Tell HN: PG revises 3 essays - yagibear

PG seems to have revised a couple of his essays from 2006, labelling them "rev August 2009": 
http://www.paulgraham.com/6631327.html
http://www.paulgraham.com/randomness.html
http://www.paulgraham.com/whyyc.html
======
aaronsw
"Few people can experience now what Darwin's contemporaries did when The
Origin of Species was first published, because everyone now is raised either
to take evolution for granted, or to regard it as a heresy.

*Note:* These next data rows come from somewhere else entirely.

use ahash::{ AHashMap, AHashSet };
use bitvec::prelude::*;
use glam::IVec3;

use crate::{
    polygonize::{ CubeWindow, TriangleSink, config_index_from, march_cube, polygonize },
    tool::Action,
    utils::timed,
    MarchParams, Mesh, Result, ValueGrid, VertexDeduplicator,
};

use super::{ CubeTriangles, Marcher, check_grid, cube_count, cube_id, cube_origins };

/// Where a selective pass reads corner membership from.
#[cfg_attr(feature = "serde", derive(serde::Serialize, serde::Deserialize))]
#[derive(Clone, Copy, Debug, Default, PartialEq, Eq)]
pub enum Membership {
    /// A corner is inside when its sample is above the threshold.
    #[default]
    Threshold,
    /// A corner is inside when an Add edit painted it and no Remove edit
    /// has cleared it since. Vertices land on edge midpoints.
    Painted,
}

/// Offsets from a grid point to the origins of the 8 cubes sharing it.
const SHARING_CUBES: [IVec3; 8] = [
    IVec3::new(-1, -1, -1),
    IVec3::new(0, -1, -1),
    IVec3::new(-1, 0, -1),
    IVec3::new(0, 0, -1),
    IVec3::new(-1, -1, 0),
    IVec3::new(0, -1, 0),
    IVec3::new(-1, 0, 0),
    IVec3::new(0, 0, 0),
];

/// Marching cubes that only revisits cubes around edited points.
///
/// The first pass after construction or [`Marcher::invalidate`] covers the
/// whole grid and stores the triangles of every cube. After that, each pass
/// re-marches exactly the cubes with a corner on a point marked dirty since
/// the previous pass, each cube at most once, and replaces their stored
/// triangles. Every pass returns the mesh of the whole store, which matches
/// a full pass over the current grid.
#[derive(Debug, Default)]
pub struct SelectiveCubes {
    membership: Membership,
    dirty: AHashSet<IVec3>,
    painted: AHashSet<IVec3>,
    /// Non-empty cubes by id.
    cubes: AHashMap<usize, CubeTriangles>,
    marched: BitVec,
    baseline: bool,
    dedup: VertexDeduplicator,
}

impl SelectiveCubes {
    pub fn new(membership: Membership) -> Self {
        Self {
            membership,
            ..Default::default()
        }
    }

    #[inline]
    pub fn membership(&self) -> Membership {
        self.membership
    }

    /// Whether the next pass will be a full one.
    #[inline]
    pub fn needs_baseline(&self) -> bool {
        !self.baseline
    }

    /// Points waiting for the next pass.
    #[inline]
    pub fn dirty_count(&self) -> usize {
        self.dirty.len()
    }

    /// Cubes currently holding triangles.
    #[inline]
    pub fn stored_cubes(&self) -> usize {
        self.cubes.len()
    }

    pub fn is_painted(&self, point: IVec3) -> bool {
        self.painted.contains(&point)
    }

    /// Re-marches one cube and replaces what the store holds for it.
    fn refresh_cube(&mut self, grid: &ValueGrid, params: &MarchParams, id: usize, origin: IVec3) {
        let mut triangles = CubeTriangles::new();
        march_member(self.membership, &self.painted, grid, params, origin, &mut triangles);
        if triangles.is_empty() {
            self.cubes.remove(&id);
        } else {
            self.cubes.insert(id, triangles);
        }
    }

    fn march_full(&mut self, grid: &ValueGrid, params: &MarchParams) {
        self.cubes.clear();
        for (id, origin) in cube_origins(params).enumerate() {
            self.refresh_cube(grid, params, id, origin);
        }
    }

    fn march_dirty(&mut self, grid: &ValueGrid, params: &MarchParams) {
        self.marched.clear();
        self.marched.resize(cube_count(params), false);

        // Sorted so a pass is reproducible regardless of hash order
        let mut dirty: Vec<IVec3> = self.dirty.drain().collect();
        dirty.sort_unstable_by_key(|p| (p.z, p.y, p.x));

        let mut visited = 0;
        for point in dirty {
            for offset in SHARING_CUBES {
                let origin = point + offset;
                let Some(id) = cube_id(params, origin) else {
                    continue;
                };
                if self.marched.replace(id, true) {
                    continue;
                }
                visited += 1;
                self.refresh_cube(grid, params, id, origin);
            }
        }
        log::trace!("selective march visited {visited} cubes");
    }

    /// Indexed mesh of every stored cube, in full pass order.
    fn build_mesh(&mut self) -> Mesh {
        let mut ids: Vec<usize> = self.cubes.keys().copied().collect();
        ids.sort_unstable();

        self.dedup.clear();
        for id in ids {
            if let Some(triangles) = self.cubes.get(&id) {
                triangles.iter().for_each(|&triangle| self.dedup.push_triangle(triangle));
            }
        }
        self.dedup.take_mesh()
    }
}

fn march_member<S: TriangleSink + ?Sized>(
    membership: Membership,
    painted: &AHashSet<IVec3>,
    grid: &ValueGrid,
    params: &MarchParams,
    origin: IVec3,
    sink: &mut S,
) {
    match membership {
        Membership::Threshold => {
            march_cube(grid, origin, params.step, params.threshold, params.interpolation, sink);
        },
        Membership::Painted => {
            let points = CubeWindow::corner_points(origin);
            let inside = points.map(|point| painted.contains(&point));
            let config = config_index_from(|corner| inside[corner]);
            let window = CubeWindow {
                corners: points.map(|point| point.as_vec3() * params.step),
                values: inside.map(|i| if i { 1.0 } else { 0.0 }),
            };
            polygonize(config, &window, 0.5, params.interpolation, sink);
        },
    }
}

impl Marcher for SelectiveCubes {
    fn name(&self) -> &'static str {
        "selective-cubes"
    }

    fn march(&mut self, grid: &ValueGrid, params: &MarchParams) -> Result<Mesh> {
        check_grid(grid, params)?;
        if self.baseline {
            timed!(self.march_dirty(grid, params), "selective march");
        } else {
            self.dirty.clear();
            self.baseline = true;
            timed!(self.march_full(grid, params), "baseline march");
        }
        let mesh = self.build_mesh();
        log::debug!("{}: {} vertices, {} triangles", self.name(), mesh.vertex_count(), mesh.triangle_count());
        Ok(mesh)
    }

    fn mark_dirty(&mut self, points: &[IVec3], action: Action) {
        self.dirty.extend(points.iter().copied());
        if self.membership == Membership::Painted {
            match action {
                Action::Add => self.painted.extend(points.iter().copied()),
                Action::Remove => points.iter().for_each(|point| {
                    self.painted.remove(point);
                }),
            }
        }
    }

    fn invalidate(&mut self) {
        self.baseline = false;
        self.dirty.clear();
        self.cubes.clear();
    }
}

#[cfg(test)]
fn test_params(bound_size: i32) -> MarchParams {
    crate::MeshingConfig { bound_size, ..Default::default() }.validate().unwrap()
}

#[cfg(test)]
fn sorted_triangles(mesh: &Mesh) -> Vec<[[f32; 3]; 3]> {
    let mut triangles: Vec<_> = mesh.triangles().map(|tri| tri.map(|v| v.to_array())).collect();
    triangles.sort_by(|a, b| a.partial_cmp(b).unwrap());
    triangles
}

#[test]
fn first_pass_is_full() {
    let mut grid = ValueGrid::new(6).unwrap();
    grid.apply_brush(IVec3::splat(3), 2.0, 1.0);
    let params = test_params(6);

    let mut selective = SelectiveCubes::new(Membership::Threshold);
    assert!(selective.needs_baseline());
    let baseline = selective.march(&grid, &params).unwrap();
    let full = super::MarchingCubes::new().march_full(&grid, &params);
    assert_eq!(sorted_triangles(&baseline), sorted_triangles(&full));
    assert!(!selective.needs_baseline());

    // Nothing dirty, the stored mesh comes back unchanged
    let again = selective.march(&grid, &params).unwrap();
    assert_eq!(again, baseline);
}

#[test]
fn dirty_pass_covers_each_cube_once() {
    let mut grid = ValueGrid::new(8).unwrap();
    let params = test_params(8);
    let mut selective = SelectiveCubes::new(Membership::Threshold);
    selective.march(&grid, &params).unwrap();

    let touched = grid.apply_brush(IVec3::splat(4), 2.0, 1.0);
    selective.mark_dirty(&touched, Action::Add);
    assert_eq!(selective.dirty_count(), touched.len());

    // The edit sits well inside the grid, so the patch holds the whole surface
    let patch = selective.march(&grid, &params).unwrap();
    let full = super::MarchingCubes::new().march_full(&grid, &params);
    assert!(!patch.is_empty());
    assert_eq!(sorted_triangles(&patch), sorted_triangles(&full));
    assert_eq!(selective.dirty_count(), 0);
}

#[test]
fn distant_edits_accumulate() {
    let mut grid = ValueGrid::new(16).unwrap();
    let params = test_params(16);
    let mut selective = SelectiveCubes::new(Membership::Threshold);
    selective.march(&grid, &params).unwrap();

    let first = grid.apply_brush(IVec3::splat(3), 2.0, 1.0);
    selective.mark_dirty(&first, Action::Add);
    let one_blob = selective.march(&grid, &params).unwrap();

    let second = grid.apply_brush(IVec3::splat(12), 2.0, 1.0);
    selective.mark_dirty(&second, Action::Add);
    let two_blobs = selective.march(&grid, &params).unwrap();

    // The first blob survives the second edit
    assert_eq!(two_blobs.triangle_count(), one_blob.triangle_count() * 2);
    let full = super::MarchingCubes::new().march_full(&grid, &params);
    assert_eq!(sorted_triangles(&two_blobs), sorted_triangles(&full));
    assert_eq!(two_blobs.vertex_count(), full.vertex_count());

    // Removing one blob drops only its cubes from the store
    let removed = grid.apply_brush(IVec3::splat(3), 2.0, -1.0);
    selective.mark_dirty(&removed, Action::Remove);
    let remaining = selective.march(&grid, &params).unwrap();
    assert_eq!(remaining.triangle_count(), one_blob.triangle_count());
    assert!(remaining.vertices.iter().all(|v| v.min_element() > 8.0));
    assert_eq!(sorted_triangles(&remaining), sorted_triangles(&super::MarchingCubes::new().march_full(&grid, &params)));
}

#[test]
fn padded_corner_edit_matches_full_pass() {
    let config = crate::MeshingConfig { bound_size: 5, boundary: crate::Boundary::Padded, ..Default::default() };
    let params = config.validate().unwrap();
    let mut grid = ValueGrid::new(5).unwrap();
    let mut selective = SelectiveCubes::new(Membership::Threshold);
    assert!(selective.march(&grid, &params).unwrap().is_empty());

    // Both extreme corners: their sharing cubes reach origins -1 and N-1
    for corner in [IVec3::ZERO, IVec3::splat(4)] {
        assert!(grid.set(corner, 1.0));
        selective.mark_dirty(&[corner], Action::Add);
    }
    let mesh = selective.march(&grid, &params).unwrap();
    let full = super::MarchingCubes::new().march_full(&grid, &params);
    // A lone sample closes into an octahedron of 8 triangles
    assert_eq!(full.triangle_count(), 16);
    assert_eq!(sorted_triangles(&mesh), sorted_triangles(&full));
    assert_eq!(selective.stored_cubes(), 16);
    assert!(mesh.vertices.iter().any(|v| v.min_element() == -0.5));
    assert!(mesh.vertices.iter().any(|v| v.max_element() == 4.5));
}

#[test]
fn invalidate_forces_baseline() {
    let grid = ValueGrid::new(4).unwrap();
    let params = test_params(4);
    let mut selective = SelectiveCubes::new(Membership::Threshold);
    selective.march(&grid, &params).unwrap();
    selective.mark_dirty(&[IVec3::ONE], Action::Add);
    selective.invalidate();
    assert!(selective.needs_baseline());
    assert_eq!(selective.dirty_count(), 0);
    assert_eq!(selective.stored_cubes(), 0);
}

#[test]
fn painted_membership_follows_edits() {
    let grid = ValueGrid::new(4).unwrap();
    let params = test_params(4);
    let mut selective = SelectiveCubes::new(Membership::Painted);
    assert!(selective.march(&grid, &params).unwrap().is_empty());

    // Painting one point gives the 8 cubes sharing it one triangle each,
    // even though the grid itself is empty
    selective.mark_dirty(&[IVec3::ONE], Action::Add);
    assert!(selective.is_painted(IVec3::ONE));
    let mesh = selective.march(&grid, &params).unwrap();
    assert_eq!(mesh.triangle_count(), 8);
    assert_eq!(mesh.vertex_count(), 6);

    selective.mark_dirty(&[IVec3::ONE], Action::Remove);
    assert!(!selective.is_painted(IVec3::ONE));
    assert!(selective.march(&grid, &params).unwrap().is_empty());
}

No one encounters
the idea of natural selection for the first time as an adult."

It's interesting to read this in the context of _The Selfish Gene_. Mary
Midgley (who wrote a scathing attack on the book[1]) once suggested that she
probably found it hard to appreciate its virtues because she'd read the ideas
in it so many times before -- by the time the book came out they hardly seemed
novel to her.

[1]:
[http://www.royalinstitutephilosophy.org/articles/article.php...](http://www.royalinstitutephilosophy.org/articles/article.php?id=14)

"So if you want to discover things that have been overlooked till now, one
really good place to look is in our blind spot: in our natural, naive belief
that it's all about us. And expect to encounter ferocious opposition if you
do."

Peter Singer is a good case study in this.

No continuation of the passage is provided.